To establish the association between the circulating and localized response of IL-8 and MCP-1, quantitative analysis of IL-8 and MCP-1 was carried out at pretreatment and post-treatment stages in the sera of patients and controls using the more sensitive ELISA method (Fig. 4a). The level of IL-8 determined in the sera (1 : 20 dilution) was found to be significantly higher (P<0·001) in CL patients (20/20) at the pretreatment stage (89·04 ± 18·8 pg/ml) than in CL patients post-treatment (13·12 ± 5·16 pg/ml) or in controls (5·16 ± 1·45 pg/ml). Similarly, an elevated level of MCP-1 was observed in all 20 CL patients at the pretreatment stage (39·25 ± 5·29 pg/ml) compared with the controls (21·1 ± 2·6 pg/ml, P<0·01), but the level of MCP-1 remained high at the post-treatment stage (47·77 ± 3·03 pg/ml, P>0·05). The circulating nitrite level was analyzed at the pretreatment stage in CL patients (n = 32) and in healthy controls (n = 10), followed by evaluation post-treatment (n = 10) (Fig. 4b). The level of nitrite was significantly higher in CL samples pretreatment (61·37 ± 2·46 μm) than in healthy controls (15·4 ± 0·99 μm, P<0·001), but the level of nitrite was not significantly down-regulated after treatment (41·1 ± 10·11 μm, P>0·05).

Figure 4
Quantitative enzyme-linked immunosorbent assay (ELISA) analysis of (a) interleukin-8 (IL-8) and monocyte chemoattractant protein-1 (MCP-1) and (b) nitric oxide (NO) in the sera of patients. (a) Levels (pg/ml) of IL-8 and MCP-1, in a 1 : 20 dilution of ...

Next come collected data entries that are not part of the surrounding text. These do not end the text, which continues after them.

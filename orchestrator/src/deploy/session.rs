//! State owned by one deployment run

use std::sync::Arc;

use crate::context::DeploymentContext;
use crate::deploy::compose::ComposeStack;
use crate::errors::OrchestratorError;
use crate::http::client::HttpClient;
use crate::provision::Provisioner;
use crate::remote::{RemoteExecutor, Target};
use crate::storage::settings::{AppSettings, ReadinessSettings};

/// Managed-application deployment to wait for after a local deploy
pub struct ManagedDeployment {
    pub client: HttpClient,
    pub application_id: String,
}

/// Everything the deploy steps read and write.
///
/// A session is owned by exactly one pipeline run.
pub struct DeploySession {
    pub ctx: DeploymentContext,
    pub executor: Arc<dyn RemoteExecutor>,
    pub app: AppSettings,
    pub readiness: ReadinessSettings,
    /// Compose file shipped to the target
    pub compose_content: String,
    /// Fixed target; cloud deployments derive theirs from the context instead
    pub target: Option<Target>,
    pub provisioner: Option<Provisioner>,
    pub managed: Option<ManagedDeployment>,
    /// Subscription or account scope used for globally unique names
    pub scope: String,
}

impl DeploySession {
    pub fn new(
        ctx: DeploymentContext,
        executor: Arc<dyn RemoteExecutor>,
        app: AppSettings,
        readiness: ReadinessSettings,
        compose_content: impl Into<String>,
    ) -> Self {
        Self {
            ctx,
            executor,
            app,
            readiness,
            compose_content: compose_content.into(),
            target: None,
            provisioner: None,
            managed: None,
            scope: String::new(),
        }
    }

    pub fn with_target(mut self, target: Target) -> Self {
        self.target = Some(target);
        self
    }

    pub fn with_provisioner(mut self, provisioner: Provisioner, scope: impl Into<String>) -> Self {
        self.provisioner = Some(provisioner);
        self.scope = scope.into();
        self
    }

    pub fn with_managed(mut self, managed: ManagedDeployment) -> Self {
        self.managed = Some(managed);
        self
    }

    /// The host to run on: the fixed target, else the provisioned instance
    pub fn target(&self) -> Result<Target, OrchestratorError> {
        match &self.target {
            Some(target) => Ok(target.clone()),
            None => self.ctx.ssh_target(),
        }
    }

    pub fn provisioner(&self) -> Result<&Provisioner, OrchestratorError> {
        self.provisioner
            .as_ref()
            .ok_or_else(|| OrchestratorError::MissingContext("no provisioner configured".into()))
    }

    pub fn stack(&self) -> Result<ComposeStack, OrchestratorError> {
        Ok(ComposeStack::new(
            self.executor.clone(),
            self.target()?,
            self.app.remote_dir.clone(),
            self.app.project_name.clone(),
        ))
    }
}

In vivo evaluation of MPO, IL-8 and iNOS by IHC

In vivo analysis of MPO (a marker for PMNs), IL-8 and iNOS was carried out by IHC in CL lesions (n = 5) and in healthy controls (n = 2). IHC revealed the presence of an inflammatory infiltrate consisting predominantly of neutrophils, which presented a heterogeneous pattern of distribution. A difference in cell morphology was also observed: in sections with fewer neutrophils these cells were well compacted, whereas in sections presenting larger numbers this cell type was characterized by a larger size and cytoplasmic content (Fig. 5a). IL-8 was strongly expressed (Fig. 5c) and iNOS was moderately expressed (Fig. 5e) in all the lesions examined. Infiltrate neutrophils, IL-8 and iNOS were not detected in controls (Fig. 5b,d,f ).

Figure 5
Immunohistochemical analysis of tissue biopsies from cutaneous leishmaniasis (CL) patients for myeloperoxidase (a), interleukin-8 (IL-8) (c) and inducible nitric oxide synthase (iNOS) (e), and in the respective controls (b, d, f ). Immunostaining ...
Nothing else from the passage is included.